Future research investigations might also benefit from a more detailed chronology of pain and substance use to alleviate pain. For example, the potential prognostic significance of the timing of substance use disorder and chronic pain onsets is unclear. The analgesic properties and favorable safety profile of buprenorphine coupled with the interest of those with chronic pain and opioid dependence in accessing pain management via their BNT provider suggest that research on the potential efficacy of BNT in managing both pain and addiction among patients with these co-occurring chronic medical conditions is warranted. Such research should be conducted in accordance with current Food and Drug Administration approvals in the United States which are for treatment of opioid dependence and not pain or potentially under an Investigational New Drug authorization. The high prevalence of recent pain and chronic pain as well as self-reported substance use to manage pain suggest that such pain may affect clinical outcomes if not addressed. Therefore, BNT programs might improve patient outcomes by systematically assessing and addressing both the presence of different pain types (eg, some pain, chronic pain) and self-reported substance use (eg, alcohol, heroin) to manage pain. Finally, given findings regarding brain morphological changes associated with chronic back pain (the most frequently endorsed pain location in the current study) in non-addicted patients (eg, reduced gray and white matter density), future research on chronic pain in patients seeking BNT for opioid dependence might profit from examining brain scan data.
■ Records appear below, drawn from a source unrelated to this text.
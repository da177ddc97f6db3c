pub use self::matrix::{Matrix, MatrixRecord};

mod matrix;

pub type Value = f32;

pub trait ValueType {
    const ZERO: Self;
    const ONE: Self;
}

impl ValueType for f32 {
    const ZERO: Self = 0.0;
    const ONE: Self = 1.0;
}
This research was supported in part by funding from the National Institute on Drug Abuse to Dr. Barry (K23 DA024050), Dr. Moore (K01 DA022398), Dr. Schottenfeld (K24 DA000445, R01DA024695), and Dr. Fiellin (R01 DA019511, RO1 DA020576).
Declaration of Interest
Dr. Fiellin has received honoraria for serving on external advisory boards monitoring diversion and abuse of buprenorphine from Pinney Associates and ParagonRx. All other authors report no potential conflicts of interest. The authors alone are responsible for the content and writing of this paper.
In this manuscript, the terms “opioid dependence” and “opioid dependent” are used in accordance with the Diagnostic and Statistical Manual of Mental Disorders (4th edition, text revision) DSM-IV-TR (APA, 2000).